We have examined the cases referred to in the annotations cited in footnote 14 and other cases. Innumerable cases state as dictum or holding that intoxication is not a defense if the intent to commit the crime was formed while the actor was sober. However, we found no suggestion in the cases that the intoxication defense is not available to one who merely has knowledge of a propensity to commit crime while intoxicated, that knowledge of that propensity is enough to negative the defense even though the actor does not while sober form the specific intention requisite to the commission of a particular crime.
It was, therefore, incorrect to charge that intoxication would not be a defense if Kelley knew before he began to drink that if he became drunk he might commit "a crime" — any crime. Under Roberts, to entirely eliminate intoxication as a defense, a defendant must, while sober, have formed the specific intent requisite to the commission of the particular crime he is charged with committing.
The Roberts Court stated (p 416) "that if the defendant had formed the intent while in possession of his mental faculties, and entertained it before and at the time he became intoxicated, his subsequent voluntary intoxication to whatever extent, would not shield him from a conviction of the offense charged, including the intent, nor even for murder had death ensued from the assault." See, also, p 406, proposed instruction four, and discussion of the "intent charged," i.e., the intent to kill, on pp 414-416.
The defendant in Roberts also claimed insanity but introduced no evidence tending to show insanity distinct from and independent of the effects of intoxication. The Supreme Court ruled that if the jury found that Roberts knew that intoxication would trigger a dormant tendency to insanity, then insanity would be a defense only if the defendant was insane without regard to his intoxication. That cannot be read, as the trial judge appears to have read it in this case, as meaning that if the defendant Kelley had knowledge that when he drinks he may lose his faculties and without control over his actions commit "a crime," such prior knowledge of criminal propensity would be a basis for a finding that he entertained the intent required to commit the particular crime he was convicted of committing. The Roberts opinion states only that intoxication may not be relied upon to establish a defense other than intoxication when the actor knows before he begins to drink that drinking may cause a condition which would create a factual basis for that defense. This did not create an exception to the intoxication defense itself.
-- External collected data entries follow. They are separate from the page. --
//! A client for posting alert batches to a remote Alertmanager.

use crate::notification::Alert;
use async_trait::async_trait;
use reqwest::Url;
use tracing::{debug, error, instrument};

/// Path of the alert ingestion endpoint, relative to the Alertmanager URL.
pub const ALERTS_PATH: &str = "alertmanager/api/v2/alerts";

/// A transport that can deliver a batch of alerts.
#[async_trait]
pub trait AlertsClient: Send + Sync {
    /// Posts a batch of alerts. Timeouts are imposed by the caller.
    async fn post_alerts(&self, alerts: &[Alert]) -> anyhow::Result<()>;

    /// A descriptive name for the destination, used to label metrics.
    fn destination(&self) -> String;
}

/// Posts alerts over HTTP using a preconfigured `reqwest::Client`.
pub struct HttpAlertsClient {
    client: reqwest::Client,
    url: Url,
    basic_auth: Option<(String, String)>,
}

impl HttpAlertsClient {
    /// Creates a client posting to `<base>/alertmanager/api/v2/alerts`.
    ///
    /// `client` is expected to carry the tenant headers and credentials.
    pub fn new(client: reqwest::Client, base: &Url) -> anyhow::Result<Self> {
        let url = base.join(ALERTS_PATH)?;
        Ok(Self {
            client,
            url,
            basic_auth: None,
        })
    }

    pub fn with_basic_auth(mut self, user: impl Into<String>, password: impl Into<String>) -> Self {
        self.basic_auth = Some((user.into(), password.into()));
        self
    }
}

#[async_trait]
impl AlertsClient for HttpAlertsClient {
    #[instrument(skip(self, alerts), fields(count = alerts.len()))]
    async fn post_alerts(&self, alerts: &[Alert]) -> anyhow::Result<()> {
        if alerts.is_empty() {
            return Ok(());
        }

        let mut request = self.client.post(self.url.clone()).json(alerts);
        if let Some((user, password)) = &self.basic_auth {
            request = request.basic_auth(user, Some(password));
        }
        let response = request.send().await?;
        let status = response.status();
        if status.is_success() {
            debug!("Successfully posted batch to remote Alertmanager.");
            return Ok(());
        }

        let text = response.text().await.unwrap_or_default();
        error!(
            status = %status,
            body = %text,
            "Failed to post alerts to remote Alertmanager"
        );
        anyhow::bail!(
            "failed to post alerts: status {}, body: {}",
            status,
            text
        )
    }

    fn destination(&self) -> String {
        self.url.to_string()
    }
}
The Roberts Court stated that (p 422): "if, from his past experience or information, he [the defendant] had, while sane and before drinking, on that day, good reason to believe that, owing to a dormant tendency to insanity, intoxication would be likely to produce an extraordinary degree of mental derangement beyond the effects likely to be produced upon persons clear of any such tendency, he must be held to have intended this extraordinary derangement as well as the intoxication and the other results produced by it. And the same degree of mental incompetency would be required to render him incapable of entertaining the intent, whether caused by the intoxication combined with the insanity thus produced, or by the intoxication alone."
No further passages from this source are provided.